How are LifePo4 CC & CV charging phases affected by inverter draw?

[blasetheodore]

I tried searching the forum before posting, apologies if I missed it.

I'm trying to understand how 'Constant Current' & 'Constant Voltage' charging phases (from solar chargers) are affected by realtime draw on the system (i.e. inverters, fridges, etc).
And if the draw-during-charge affects the batteries negatively, is there a way to isolate the charging from the drain to prevent it?

I'm also confused by what equipment actually determines those CC/CV phases. I always thought they were controlled by the charge controller. But I've also read that the battery BMS affects the CV phase by limiting its draw. If this is true, is a phase mismatch something that would cause problems?

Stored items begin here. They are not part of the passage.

// [libs/domain/shard-engine/tests/lifecycle.rs]
//! Claim contention, permanent-failure, and shard-count-immutability
//! scenarios.

use std::sync::Arc;

use certslurp_coordination_store::{CoordinationStore, MemoryStore};
use certslurp_config::ShardPolicy;
use certslurp_domain_models::{Manifest, ShardRange};
use certslurp_shard_engine::{ShardEngine, ShardEngineError};
use chrono::Utc;

fn engine() -> ShardEngine {
    let store: Arc<dyn CoordinationStore> = Arc::new(MemoryStore::new());
    ShardEngine::new(store, "/certslurp", ShardPolicy::default())
}

fn ranges(n: u64, size: u64) -> Vec<ShardRange> {
    (0..n)
        .map(|i| ShardRange {
            shard_id: i,
            index_from: i * size,
            index_to: (i + 1) * size,
        })
        .collect()
}

fn manifest() -> Manifest {
    Manifest {
        record_count: 4,
        byte_count: 128,
        sink_locator: "null://".into(),
        completed_at: Utc::now(),
    }
}

#[tokio::test]
async fn scenario_s2_ten_way_contention_exactly_one_wins() {
    let engine = Arc::new(engine());
    engine.bulk_create_shards("jobA", &ranges(1, 4)).await.unwrap();

    let mut handles = Vec::new();
    for worker in 0..10 {
        let engine = engine.clone();
        handles.push(tokio::spawn(async move {
            engine.assign_shard("jobA", 0, &format!("w{worker}")).await
        }));
    }

    let mut wins = 0;
    let mut contentions = 0;
    for handle in handles {
        match handle.await.unwrap() {
            Ok(_) => wins += 1,
            Err(e) if e.is_claim_contention() => contentions += 1,
            Err(e) => panic!("unexpected error: {e}"),
        }
    }
    assert_eq!(wins, 1);
    assert_eq!(contentions, 9);
}

#[tokio::test]
async fn scenario_s4_permanent_failure_then_reset() {
    let engine = engine();
    engine.bulk_create_shards("jobX", &ranges(1, 4)).await.unwrap();
    let policy = ShardPolicy::default();
    assert_eq!(policy.max_retries, 3);

    for attempt in 0..4 {
        engine.assign_shard("jobX", 0, "w1").await.unwrap();
        engine.report_shard_failed("jobX", 0, "w1").await.unwrap();
        let status = engine.get_shard_status("jobX", 0).await.unwrap().unwrap();
        assert_eq!(status.assignment.retries, attempt + 1);
    }

    let status = engine.get_shard_status("jobX", 0).await.unwrap().unwrap();
    assert!(status.assignment.failed);
    assert_eq!(status.assignment.retries, 4);
    assert!(status.assignment.is_permanently_failed(policy.max_retries));
    assert!(!status.assignment.is_claimable(Utc::now()));

    engine.reset_failed_shard("jobX", 0).await.unwrap();
    let status = engine.get_shard_status("jobX", 0).await.unwrap().unwrap();
    assert!(!status.assignment.failed);
    assert_eq!(status.assignment.retries, 0);
    assert!(status.assignment.backoff_until.is_none());
    assert!(status.assignment.is_claimable(Utc::now()));
}

#[tokio::test]
async fn report_shard_failed_below_threshold_backs_off_instead_of_failing() {
    let engine = engine();
    engine.bulk_create_shards("jobY", &ranges(1, 4)).await.unwrap();
    engine.assign_shard("jobY", 0, "w1").await.unwrap();
    engine.report_shard_failed("jobY", 0, "w1").await.unwrap();

    let status = engine.get_shard_status("jobY", 0).await.unwrap().unwrap();
    assert!(!status.assignment.failed);
    assert_eq!(status.assignment.retries, 1);
    assert!(status.assignment.backoff_until.is_some());
    assert!(!status.assignment.is_claimable(Utc::now()));
}

#[tokio::test]
async fn bulk_create_shards_is_idempotent_on_shard_count() {
    let engine = engine();
    engine.bulk_create_shards("jobZ", &ranges(5, 500)).await.unwrap();
    assert_eq!(engine.get_shard_count("jobZ").await.unwrap(), Some(5));

    // Second call with the same ranges must not change shard_count.
    engine.bulk_create_shards("jobZ", &ranges(5, 500)).await.unwrap();
    assert_eq!(engine.get_shard_count("jobZ").await.unwrap(), Some(5));
}

#[tokio::test]
async fn no_double_done() {
    let engine = engine();
    engine.bulk_create_shards("jobD", &ranges(1, 4)).await.unwrap();
    engine.assign_shard("jobD", 0, "w1").await.unwrap();

    engine.report_shard_done("jobD", 0, "w1", manifest()).await.unwrap();
    let second = engine.report_shard_done("jobD", 0, "w1", manifest()).await;
    assert!(matches!(second, Err(ShardEngineError::AlreadyDone { .. })));
}

#[tokio::test]
async fn scenario_s3_orphan_reclaim_after_lease_expiry() {
    let policy = ShardPolicy { lease_secs: 0, ..ShardPolicy::default() };
    let engine = certslurp_shard_engine::ShardEngine::new(
        Arc::new(MemoryStore::new()),
        "/certslurp",
        policy,
    );
    engine.bulk_create_shards("jobO", &ranges(1, 4)).await.unwrap();
    engine.assign_shard("jobO", 0, "worker-a").await.unwrap();

    // lease_secs = 0 means leaseExpiry == assignedAt, already elapsed.
    tokio::time::sleep(std::time::Duration::from_millis(5)).await;
    let orphans = engine.find_orphaned_shards("jobO").await.unwrap();
    assert_eq!(orphans, vec![0]);

    let claimed = engine.reassign_orphaned_shards("jobO", "worker-b", 10).await.unwrap();
    assert_eq!(claimed, vec![0]);

    let status = engine.get_shard_status("jobO", 0).await.unwrap().unwrap();
    assert_eq!(status.assignment.worker_id.as_deref(), Some("worker-b"));

    engine.report_shard_done("jobO", 0, "worker-b", manifest()).await.unwrap();
    let status = engine.get_shard_status("jobO", 0).await.unwrap().unwrap();
    assert!(status.assignment.done);
}

#[tokio::test]
async fn renew_lease_requires_current_holder() {
    let engine = engine();
    engine.bulk_create_shards("jobH", &ranges(1, 4)).await.unwrap();
    engine.assign_shard("jobH", 0, "w1").await.unwrap();

    let result = engine.renew_shard_lease("jobH", 0, "w2").await;
    assert!(matches!(result, Err(ShardEngineError::NotHolder { .. })));

    engine.renew_shard_lease("jobH", 0, "w1").await.unwrap();
}
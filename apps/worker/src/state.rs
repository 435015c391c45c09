// [apps/worker/src/state.rs]
use std::sync::Arc;

use certslurp_config::WorkerRuntimeConfig;
use certslurp_coordination_store::{CoordinationStore, LeaseId};
use certslurp_job_engine::JobEngine;
use certslurp_secrets::SecretsClient;
use certslurp_shard_engine::ShardEngine;

use crate::metrics::WorkerMetricsCounters;

/// Shared state handed to every background loop and per-shard task.
pub struct WorkerState {
    pub store: Arc<dyn CoordinationStore>,
    pub jobs: Arc<JobEngine>,
    pub shards: Arc<ShardEngine>,
    pub secrets_client: Arc<SecretsClient>,
    pub root: String,
    pub worker_id: String,
    pub lease: LeaseId,
    pub metrics: Arc<WorkerMetricsCounters>,
    pub config: WorkerRuntimeConfig,
}
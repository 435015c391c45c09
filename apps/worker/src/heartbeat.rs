// [apps/worker/src/heartbeat.rs]
//! Keeps the worker's lease alive. Workers renew at ≤⅓ TTL — the
//! heartbeat runs far more often than that so a single missed tick
//! never loses the lease.

use std::sync::Arc;
use std::time::Duration;

use tokio::sync::watch;
use tracing::{error, instrument};

use crate::metrics::jittered;
use crate::state::WorkerState;

#[instrument(skip(state, shutdown))]
pub async fn run(state: Arc<WorkerState>, period: Duration, mut shutdown: watch::Receiver<bool>) {
    loop {
        tokio::select! {
            _ = tokio::time::sleep(jittered(period)) => {
                if let Err(e) = state.store.keep_alive_once(state.lease).await {
                    error!(error = %e, "lease keep-alive failed; assuming the lease may be lost");
                }
            }
            _ = shutdown.changed() => {
                if *shutdown.borrow() {
                    return;
                }
            }
        }
    }
}
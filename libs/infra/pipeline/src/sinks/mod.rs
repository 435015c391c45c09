// [libs/infra/pipeline/src/sinks/mod.rs]
pub mod null;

Lastly (and possibly most relevant) does 'constant current' imply a fixed current? Or does it just imply a 'maximum' current?
In other words, what happens when a cloud comes by and the solar charger stops charging?

In case it matters, I have 3x 100ah LifePo4 batteries (=300Ah @12v). Which I believe gives me 300A combined max input current.
And that is fed by a 60A MPPT controller (max 1200W, min 0W).
And the battery is connected to a 3000W Inverter.

 

[Hedges]

CV/CC means deliver a particular current so long as voltage is below limit. Once voltage limit is reached, keep voltage constant and current tapers off according to load (e.g. battery charging.0

Discrete SCC and inverter, the SCC might be set for a particular current but inverter steals some or all for loads, even drains battery.
Integrated like hybrid/AIO, it could keep track of battery current and crank up PV harvesting to deliver target charge current plus loads.
Some discrete equipment, e.g. Victron charge controller with Cerbo or Midnight Classic with Whiz Bang Jr., battery current is measured and SCC told to deliver more.
AC coupled GT PV inverter with battery inverter (like mine), battery current is also measured and regulated.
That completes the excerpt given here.